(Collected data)
■ ■ ■

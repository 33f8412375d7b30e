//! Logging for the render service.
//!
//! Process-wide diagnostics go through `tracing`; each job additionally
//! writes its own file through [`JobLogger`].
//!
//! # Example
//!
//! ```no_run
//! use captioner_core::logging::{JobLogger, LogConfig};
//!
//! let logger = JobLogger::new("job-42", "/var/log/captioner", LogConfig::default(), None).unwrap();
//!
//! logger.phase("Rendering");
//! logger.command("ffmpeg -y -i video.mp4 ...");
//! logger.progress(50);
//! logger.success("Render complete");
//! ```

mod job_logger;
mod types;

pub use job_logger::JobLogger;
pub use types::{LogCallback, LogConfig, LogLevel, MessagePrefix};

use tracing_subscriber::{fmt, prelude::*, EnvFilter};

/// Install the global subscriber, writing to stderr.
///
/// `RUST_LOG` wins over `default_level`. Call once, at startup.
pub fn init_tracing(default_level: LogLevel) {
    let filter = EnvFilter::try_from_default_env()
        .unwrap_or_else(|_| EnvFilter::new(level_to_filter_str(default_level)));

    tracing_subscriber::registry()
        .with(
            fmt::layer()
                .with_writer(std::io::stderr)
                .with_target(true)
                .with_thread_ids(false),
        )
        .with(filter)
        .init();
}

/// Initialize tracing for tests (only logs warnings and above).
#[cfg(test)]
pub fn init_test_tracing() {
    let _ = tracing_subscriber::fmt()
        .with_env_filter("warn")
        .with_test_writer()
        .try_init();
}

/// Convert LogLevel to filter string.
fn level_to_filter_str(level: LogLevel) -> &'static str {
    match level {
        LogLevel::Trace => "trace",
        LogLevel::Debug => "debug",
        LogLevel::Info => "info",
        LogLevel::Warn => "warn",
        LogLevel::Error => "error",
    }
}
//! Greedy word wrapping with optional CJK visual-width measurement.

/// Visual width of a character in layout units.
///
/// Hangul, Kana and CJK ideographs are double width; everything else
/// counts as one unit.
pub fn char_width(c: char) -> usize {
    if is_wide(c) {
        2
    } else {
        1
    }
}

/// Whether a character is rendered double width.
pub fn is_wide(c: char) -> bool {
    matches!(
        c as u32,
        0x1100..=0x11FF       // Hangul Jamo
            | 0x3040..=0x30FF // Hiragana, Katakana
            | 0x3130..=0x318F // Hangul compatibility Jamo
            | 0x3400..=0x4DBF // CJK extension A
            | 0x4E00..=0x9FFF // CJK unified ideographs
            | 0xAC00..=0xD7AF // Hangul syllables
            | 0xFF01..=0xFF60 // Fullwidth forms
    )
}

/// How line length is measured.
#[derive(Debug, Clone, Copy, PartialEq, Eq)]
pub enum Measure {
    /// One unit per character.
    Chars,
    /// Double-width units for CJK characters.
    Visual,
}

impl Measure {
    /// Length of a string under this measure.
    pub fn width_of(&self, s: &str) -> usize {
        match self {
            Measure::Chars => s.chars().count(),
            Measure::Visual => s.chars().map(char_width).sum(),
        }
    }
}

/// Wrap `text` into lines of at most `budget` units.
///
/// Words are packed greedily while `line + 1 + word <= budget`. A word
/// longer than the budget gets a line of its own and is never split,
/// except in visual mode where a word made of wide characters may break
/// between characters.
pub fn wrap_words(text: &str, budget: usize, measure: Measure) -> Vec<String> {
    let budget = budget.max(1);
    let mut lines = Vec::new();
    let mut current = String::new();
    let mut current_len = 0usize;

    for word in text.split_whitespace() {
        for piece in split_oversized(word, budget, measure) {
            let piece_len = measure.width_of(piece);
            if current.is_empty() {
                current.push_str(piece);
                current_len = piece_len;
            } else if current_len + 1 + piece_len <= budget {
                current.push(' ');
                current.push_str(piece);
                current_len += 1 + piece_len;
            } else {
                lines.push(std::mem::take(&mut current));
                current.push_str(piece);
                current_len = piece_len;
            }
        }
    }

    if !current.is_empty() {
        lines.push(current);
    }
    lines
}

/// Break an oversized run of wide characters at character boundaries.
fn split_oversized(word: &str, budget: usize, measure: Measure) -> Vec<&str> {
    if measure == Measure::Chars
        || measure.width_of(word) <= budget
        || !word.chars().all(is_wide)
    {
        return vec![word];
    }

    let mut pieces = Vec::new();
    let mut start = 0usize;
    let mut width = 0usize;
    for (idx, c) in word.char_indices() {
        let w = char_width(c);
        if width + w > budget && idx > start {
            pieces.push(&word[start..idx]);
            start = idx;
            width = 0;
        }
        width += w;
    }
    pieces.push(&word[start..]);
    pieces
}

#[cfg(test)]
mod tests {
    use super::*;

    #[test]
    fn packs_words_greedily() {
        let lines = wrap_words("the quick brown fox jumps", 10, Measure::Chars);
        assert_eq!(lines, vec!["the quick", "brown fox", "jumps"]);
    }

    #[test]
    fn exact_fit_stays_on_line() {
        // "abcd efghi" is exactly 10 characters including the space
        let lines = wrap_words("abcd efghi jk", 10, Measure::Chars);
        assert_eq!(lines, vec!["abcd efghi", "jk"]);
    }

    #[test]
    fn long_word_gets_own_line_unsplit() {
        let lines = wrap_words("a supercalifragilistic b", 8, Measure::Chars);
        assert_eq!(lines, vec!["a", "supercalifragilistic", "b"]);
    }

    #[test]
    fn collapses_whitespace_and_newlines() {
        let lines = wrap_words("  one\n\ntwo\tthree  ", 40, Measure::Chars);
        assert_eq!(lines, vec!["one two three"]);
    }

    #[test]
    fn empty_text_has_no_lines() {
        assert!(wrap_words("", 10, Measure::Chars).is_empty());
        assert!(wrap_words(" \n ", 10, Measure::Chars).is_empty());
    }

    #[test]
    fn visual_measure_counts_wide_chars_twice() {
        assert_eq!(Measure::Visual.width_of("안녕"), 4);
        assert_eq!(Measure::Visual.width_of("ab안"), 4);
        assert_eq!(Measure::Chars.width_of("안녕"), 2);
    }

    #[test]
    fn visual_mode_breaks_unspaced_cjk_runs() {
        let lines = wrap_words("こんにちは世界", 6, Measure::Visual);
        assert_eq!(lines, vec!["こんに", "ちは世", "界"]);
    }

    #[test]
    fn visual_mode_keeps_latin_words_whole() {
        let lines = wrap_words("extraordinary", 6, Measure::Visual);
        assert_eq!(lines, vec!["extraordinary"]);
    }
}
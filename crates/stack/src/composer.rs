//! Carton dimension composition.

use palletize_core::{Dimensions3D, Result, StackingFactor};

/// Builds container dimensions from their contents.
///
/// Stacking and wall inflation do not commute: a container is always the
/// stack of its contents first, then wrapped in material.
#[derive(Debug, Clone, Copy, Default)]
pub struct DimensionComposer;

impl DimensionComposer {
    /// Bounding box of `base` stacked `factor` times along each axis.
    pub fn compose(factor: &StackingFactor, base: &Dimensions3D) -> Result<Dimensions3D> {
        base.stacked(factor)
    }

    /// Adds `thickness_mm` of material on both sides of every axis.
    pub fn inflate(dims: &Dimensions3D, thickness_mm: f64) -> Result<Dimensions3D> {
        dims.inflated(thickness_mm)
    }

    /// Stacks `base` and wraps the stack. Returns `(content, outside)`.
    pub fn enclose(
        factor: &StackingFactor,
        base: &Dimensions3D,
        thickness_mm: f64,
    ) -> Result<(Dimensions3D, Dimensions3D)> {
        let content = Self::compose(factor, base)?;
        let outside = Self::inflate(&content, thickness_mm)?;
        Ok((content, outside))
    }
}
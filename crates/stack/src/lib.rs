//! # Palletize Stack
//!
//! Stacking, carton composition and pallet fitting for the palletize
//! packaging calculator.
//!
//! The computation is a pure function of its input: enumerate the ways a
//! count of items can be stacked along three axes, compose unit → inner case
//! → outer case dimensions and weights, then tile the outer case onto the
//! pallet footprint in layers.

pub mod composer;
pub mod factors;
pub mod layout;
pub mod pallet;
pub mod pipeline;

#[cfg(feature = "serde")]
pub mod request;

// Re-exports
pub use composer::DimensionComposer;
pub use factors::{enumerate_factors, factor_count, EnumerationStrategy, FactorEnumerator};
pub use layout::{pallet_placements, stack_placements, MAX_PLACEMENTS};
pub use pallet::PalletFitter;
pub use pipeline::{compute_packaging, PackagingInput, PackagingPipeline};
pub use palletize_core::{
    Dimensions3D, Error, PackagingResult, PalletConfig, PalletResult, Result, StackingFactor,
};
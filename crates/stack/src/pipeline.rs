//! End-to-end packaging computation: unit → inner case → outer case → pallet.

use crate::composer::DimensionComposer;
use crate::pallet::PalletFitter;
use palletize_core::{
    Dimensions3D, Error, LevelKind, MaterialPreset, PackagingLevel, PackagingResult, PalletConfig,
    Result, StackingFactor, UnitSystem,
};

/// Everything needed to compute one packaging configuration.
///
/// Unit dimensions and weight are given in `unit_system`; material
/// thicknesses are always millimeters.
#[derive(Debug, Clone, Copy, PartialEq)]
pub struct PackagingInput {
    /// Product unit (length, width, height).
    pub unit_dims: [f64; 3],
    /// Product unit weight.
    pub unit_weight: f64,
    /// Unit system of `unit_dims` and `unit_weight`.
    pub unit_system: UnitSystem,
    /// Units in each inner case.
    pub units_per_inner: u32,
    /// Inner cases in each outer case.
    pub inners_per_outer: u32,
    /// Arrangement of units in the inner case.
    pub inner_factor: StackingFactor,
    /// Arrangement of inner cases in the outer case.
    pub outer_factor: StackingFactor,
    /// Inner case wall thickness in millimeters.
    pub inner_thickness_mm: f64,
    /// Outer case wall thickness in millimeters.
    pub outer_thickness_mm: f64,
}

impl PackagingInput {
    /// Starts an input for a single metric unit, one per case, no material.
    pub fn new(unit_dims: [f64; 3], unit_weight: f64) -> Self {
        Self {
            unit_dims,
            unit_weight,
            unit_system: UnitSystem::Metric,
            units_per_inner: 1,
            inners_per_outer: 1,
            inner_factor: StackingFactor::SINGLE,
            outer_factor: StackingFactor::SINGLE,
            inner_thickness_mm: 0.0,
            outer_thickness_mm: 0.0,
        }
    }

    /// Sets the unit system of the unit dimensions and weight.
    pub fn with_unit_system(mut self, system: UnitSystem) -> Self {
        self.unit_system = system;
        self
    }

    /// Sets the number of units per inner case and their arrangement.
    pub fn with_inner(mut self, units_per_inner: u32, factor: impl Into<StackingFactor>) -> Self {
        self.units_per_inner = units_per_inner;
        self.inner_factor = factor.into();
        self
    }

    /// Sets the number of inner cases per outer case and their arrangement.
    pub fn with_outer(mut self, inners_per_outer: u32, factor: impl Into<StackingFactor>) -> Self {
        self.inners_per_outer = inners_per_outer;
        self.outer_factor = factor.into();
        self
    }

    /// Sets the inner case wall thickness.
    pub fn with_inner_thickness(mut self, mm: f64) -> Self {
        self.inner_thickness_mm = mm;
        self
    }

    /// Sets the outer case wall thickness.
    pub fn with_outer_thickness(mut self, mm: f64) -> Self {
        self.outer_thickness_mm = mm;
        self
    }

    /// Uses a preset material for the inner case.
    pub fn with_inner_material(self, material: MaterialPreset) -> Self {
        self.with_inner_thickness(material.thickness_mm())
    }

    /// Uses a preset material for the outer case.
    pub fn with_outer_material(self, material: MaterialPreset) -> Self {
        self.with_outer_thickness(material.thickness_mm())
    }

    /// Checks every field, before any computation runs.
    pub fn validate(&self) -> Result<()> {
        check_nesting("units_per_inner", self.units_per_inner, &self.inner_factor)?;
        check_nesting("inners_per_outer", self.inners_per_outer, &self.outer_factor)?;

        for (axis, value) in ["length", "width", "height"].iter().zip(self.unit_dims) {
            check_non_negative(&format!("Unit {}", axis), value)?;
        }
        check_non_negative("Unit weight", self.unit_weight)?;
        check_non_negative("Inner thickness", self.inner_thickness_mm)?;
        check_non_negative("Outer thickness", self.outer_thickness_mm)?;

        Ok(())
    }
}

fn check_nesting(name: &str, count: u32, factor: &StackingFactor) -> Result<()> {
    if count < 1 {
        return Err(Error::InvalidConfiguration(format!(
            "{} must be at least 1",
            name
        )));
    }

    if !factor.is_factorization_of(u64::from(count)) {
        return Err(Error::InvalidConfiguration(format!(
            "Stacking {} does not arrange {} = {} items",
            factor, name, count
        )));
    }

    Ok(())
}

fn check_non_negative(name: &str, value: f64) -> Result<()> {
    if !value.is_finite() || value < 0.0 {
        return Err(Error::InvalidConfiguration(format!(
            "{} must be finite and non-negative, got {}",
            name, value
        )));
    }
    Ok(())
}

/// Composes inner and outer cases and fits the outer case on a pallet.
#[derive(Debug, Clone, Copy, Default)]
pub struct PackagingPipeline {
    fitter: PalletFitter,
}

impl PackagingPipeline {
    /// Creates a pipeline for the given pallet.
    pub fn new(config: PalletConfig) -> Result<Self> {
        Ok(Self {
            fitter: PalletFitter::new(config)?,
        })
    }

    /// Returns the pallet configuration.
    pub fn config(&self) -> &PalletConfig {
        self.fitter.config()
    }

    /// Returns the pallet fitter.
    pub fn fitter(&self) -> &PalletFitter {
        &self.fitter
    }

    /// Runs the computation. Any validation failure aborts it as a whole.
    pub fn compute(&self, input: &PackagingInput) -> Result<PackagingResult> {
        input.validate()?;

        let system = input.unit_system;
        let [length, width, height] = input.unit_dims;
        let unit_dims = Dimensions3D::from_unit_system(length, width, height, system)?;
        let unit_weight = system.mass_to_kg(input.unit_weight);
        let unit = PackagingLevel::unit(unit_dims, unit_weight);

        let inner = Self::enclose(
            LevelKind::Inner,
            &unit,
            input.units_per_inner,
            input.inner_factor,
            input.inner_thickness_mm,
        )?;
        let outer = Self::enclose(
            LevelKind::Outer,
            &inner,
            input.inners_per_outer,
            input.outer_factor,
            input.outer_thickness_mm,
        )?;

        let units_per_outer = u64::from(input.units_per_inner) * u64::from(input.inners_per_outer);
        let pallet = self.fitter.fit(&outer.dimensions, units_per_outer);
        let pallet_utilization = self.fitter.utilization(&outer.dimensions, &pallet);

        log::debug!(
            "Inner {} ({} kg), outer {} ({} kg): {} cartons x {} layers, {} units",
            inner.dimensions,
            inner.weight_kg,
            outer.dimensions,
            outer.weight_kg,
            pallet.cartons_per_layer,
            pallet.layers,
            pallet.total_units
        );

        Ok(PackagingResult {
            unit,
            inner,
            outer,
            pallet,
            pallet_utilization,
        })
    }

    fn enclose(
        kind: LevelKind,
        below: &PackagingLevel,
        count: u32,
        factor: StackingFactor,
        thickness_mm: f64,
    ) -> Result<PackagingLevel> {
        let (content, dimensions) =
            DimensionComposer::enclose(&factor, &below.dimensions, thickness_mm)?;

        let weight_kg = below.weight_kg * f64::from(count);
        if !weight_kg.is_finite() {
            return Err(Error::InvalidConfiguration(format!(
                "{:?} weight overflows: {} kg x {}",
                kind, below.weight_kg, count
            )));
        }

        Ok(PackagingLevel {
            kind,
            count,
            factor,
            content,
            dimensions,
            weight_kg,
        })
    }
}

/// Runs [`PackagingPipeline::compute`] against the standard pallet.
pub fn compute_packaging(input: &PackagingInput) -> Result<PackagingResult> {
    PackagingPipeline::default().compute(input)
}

■ ■ ■

- Description of the task -
Could you return all lines from the records that include the word "derive"?

- Task result -
#[derive(Debug, Clone, Copy, PartialEq, Eq)]
#[derive(Debug, Clone, Copy, Default)]
#[derive(Debug, Clone, Copy, PartialEq)]
#[derive(Debug, Clone, Copy, Default)]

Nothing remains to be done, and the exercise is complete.